WORK TO BE COMPLETED:
Each of the records that follow needs an exact reproduction.

[Stored data entries]
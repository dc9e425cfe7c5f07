//! An OAuth2 / OpenID Connect single sign-on server.
//!
//! Issues signed access and ID tokens through consent-based authorization
//! code and implicit flows, rotates refresh tokens, federates logins with
//! external identity providers and verifies phones with one-time passwords.

use std::sync::Arc;

use sea_orm::DatabaseConnection;

use crate::config::AppConfig;
use crate::oauth2::signer::TokenSigner;

pub mod api;
pub mod cache;
pub mod config;
pub mod entity;
pub mod error;
pub mod oauth2;
pub mod sms;
pub mod utils;

/// Shared handles that request extractors reach through extensions.
#[derive(Clone)]
pub struct AppResources {
    pub db: Arc<DatabaseConnection>,
    pub config: Arc<AppConfig>,
    pub signer: Arc<dyn TokenSigner>,
}
/// Approve or deny a consent.
#[tracing::instrument(skip_all)]
#[utoipa::path(
    method(get, post),
    path = "/approval",
    tag = OAUTH2_TAG,
    operation_id = "Consent Approval",
    summary = "Record the user's decision and redirect to the client",
    description = "Decides a pending consent exactly once.\n\n\
                   - Approved `code` requests redirect to the client with `code` and `state`.\n\
                   - Approved `token` requests redirect with the access token in the URL fragment.\n\
                   - Denied requests redirect with `error=access_denied`.\n\n\
                   Failures before the consent is known redirect to the error page.\n\n\
                   `POST` also accepts the parameters as a form body.",
    params(ApprovalParams),
    security(("bearer_auth" = [])),
    responses(
        (status = 302, description = "Redirect to the client or to the error page"),
    )
)]
pub async fn approval(
    State(state): State<OAuth2State>,
    auth: Result<FirstPartyAuth, SsoError>,
    query: Result<Query<ApprovalParams>, QueryRejection>,
    form: Result<Form<ApprovalParams>, FormRejection>,
) -> Response {
    let user = match auth {
        Ok(FirstPartyAuth(user)) => user,
        Err(e) => return error_page(&state.config, &e),
    };
    let params = match approval_params(query, form) {
        Ok(params) => params,
        Err(e) => return error_page(&state.config, &e),
    };
    if params.consent_id.is_empty() {
        return error_page(
            &state.config,
            &SsoError::invalid_field("consentId", "consentId is required"),
        );
    }

    let consent = match state
        .consent
        .approval(&params.consent_id, &user.user_id, params.approved)
        .await
    {
        Ok(consent) => consent,
        Err(e) => return error_page(&state.config, &e),
    };

    let redirect_uri = consent.request.redirect_uri.as_str();
    let client_state = Some(consent.request.state.as_str()).filter(|s| !s.is_empty());

    if consent.approved == ConsentDecision::Denied {
        if let Err(e) = state.consent.store().remove(&consent.id).await {
            tracing::warn!(error = %e, "failed to remove denied consent");
        }
        return error_redirect(
            &state.config,
            Some(redirect_uri),
            "access_denied",
            "the user denied the request",
            client_state,
        );
    }

    if consent.request.response_type == RESPONSE_TYPE_TOKEN {
        let issued = state.tokens.issue_implicit(&consent).await;
        if let Err(e) = state.consent.store().remove(&consent.id).await {
            tracing::warn!(error = %e, "failed to remove consent after implicit grant");
        }
        return match issued {
            Ok(tokens) => match with_fragment(redirect_uri, &tokens) {
                Some(url) => found(&url),
                None => error_page(
                    &state.config,
                    &SsoError::Internal("stored redirect_uri is invalid".into()),
                ),
            },
            Err(e) => error_redirect(
                &state.config,
                Some(redirect_uri),
                e.message(),
                &e.public_description(),
                client_state,
            ),
        };
    }

    match state.auth_codes.issue(&consent).await {
        Ok((code, code_state)) => {
            let mut pairs = vec![("code", code.as_str())];
            if !code_state.is_empty() {
                pairs.push(("state", code_state.as_str()));
            }
            match with_query(redirect_uri, &pairs) {
                Some(url) => found(&url),
                None => error_page(
                    &state.config,
                    &SsoError::Internal("stored redirect_uri is invalid".into()),
                ),
            }
        }
        Err(e) => error_redirect(
            &state.config,
            Some(redirect_uri),
            e.message(),
            &e.public_description(),
            client_state,
        ),
    }
}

WRITTEN ANSWER:
repository dc9e425cfe7c5f07
//! An OAuth2 / OpenID Connect single sign-on server.
//!
//! Issues signed access and ID tokens through consent-based authorization
//! code and implicit flows, rotates refresh tokens, federates logins with
//! external identity providers and verifies phones with one-time passwords.

use std::sync::Arc;

use sea_orm::DatabaseConnection;

use crate::config::AppConfig;
use crate::oauth2::signer::TokenSigner;

pub mod api;
pub mod cache;
pub mod config;
pub mod entity;
pub mod error;
pub mod oauth2;
pub mod sms;
pub mod utils;

/// Shared handles that request extractors reach through extensions.
#[derive(Clone)]
pub struct AppResources {
    pub db: Arc<DatabaseConnection>,
    pub config: Arc<AppConfig>,
    pub signer: Arc<dyn TokenSigner>,
}
/// Approve or deny a consent.
#[tracing::instrument(skip_all)]
#[utoipa::path(
    method(get, post),
    path = "/approval",
    tag = OAUTH2_TAG,
    operation_id = "Consent Approval",
    summary = "Record the user's decision and redirect to the client",
    description = "Decides a pending consent exactly once.\n\n\
                   - Approved `code` requests redirect to the client with `code` and `state`.\n\
                   - Approved `token` requests redirect with the access token in the URL fragment.\n\
                   - Denied requests redirect with `error=access_denied`.\n\n\
                   Failures before the consent is known redirect to the error page.\n\n\
                   `POST` also accepts the parameters as a form body.",
    params(ApprovalParams),
    security(("bearer_auth" = [])),
    responses(
        (status = 302, description = "Redirect to the client or to the error page"),
    )
)]
pub async fn approval(
    State(state): State<OAuth2State>,
    auth: Result<FirstPartyAuth, SsoError>,
    query: Result<Query<ApprovalParams>, QueryRejection>,
    form: Result<Form<ApprovalParams>, FormRejection>,
) -> Response {
    let user = match auth {
        Ok(FirstPartyAuth(user)) => user,
        Err(e) => return error_page(&state.config, &e),
    };
    let params = match approval_params(query, form) {
        Ok(params) => params,
        Err(e) => return error_page(&state.config, &e),
    };
    if params.consent_id.is_empty() {
        return error_page(
            &state.config,
            &SsoError::invalid_field("consentId", "consentId is required"),
        );
    }

    let consent = match state
        .consent
        .approval(&params.consent_id, &user.user_id, params.approved)
        .await
    {
        Ok(consent) => consent,
        Err(e) => return error_page(&state.config, &e),
    };

    let redirect_uri = consent.request.redirect_uri.as_str();
    let client_state = Some(consent.request.state.as_str()).filter(|s| !s.is_empty());

    if consent.approved == ConsentDecision::Denied {
        if let Err(e) = state.consent.store().remove(&consent.id).await {
            tracing::warn!(error = %e, "failed to remove denied consent");
        }
        return error_redirect(
            &state.config,
            Some(redirect_uri),
            "access_denied",
            "the user denied the request",
            client_state,
        );
    }

    if consent.request.response_type == RESPONSE_TYPE_TOKEN {
        let issued = state.tokens.issue_implicit(&consent).await;
        if let Err(e) = state.consent.store().remove(&consent.id).await {
            tracing::warn!(error = %e, "failed to remove consent after implicit grant");
        }
        return match issued {
            Ok(tokens) => match with_fragment(redirect_uri, &tokens) {
                Some(url) => found(&url),
                None => error_page(
                    &state.config,
                    &SsoError::Internal("stored redirect_uri is invalid".into()),
                ),
            },
            Err(e) => error_redirect(
                &state.config,
                Some(redirect_uri),
                e.message(),
                &e.public_description(),
                client_state,
            ),
        };
    }

    match state.auth_codes.issue(&consent).await {
        Ok((code, code_state)) => {
            let mut pairs = vec![("code", code.as_str())];
            if !code_state.is_empty() {
                pairs.push(("state", code_state.as_str()));
            }
            match with_query(redirect_uri, &pairs) {
                Some(url) => found(&url),
                None => error_page(
                    &state.config,
                    &SsoError::Internal("stored redirect_uri is invalid".into()),
                ),
            }
        }
        Err(e) => error_redirect(
            &state.config,
            Some(redirect_uri),
            e.message(),
            &e.public_description(),
            client_state,
        ),
    }
}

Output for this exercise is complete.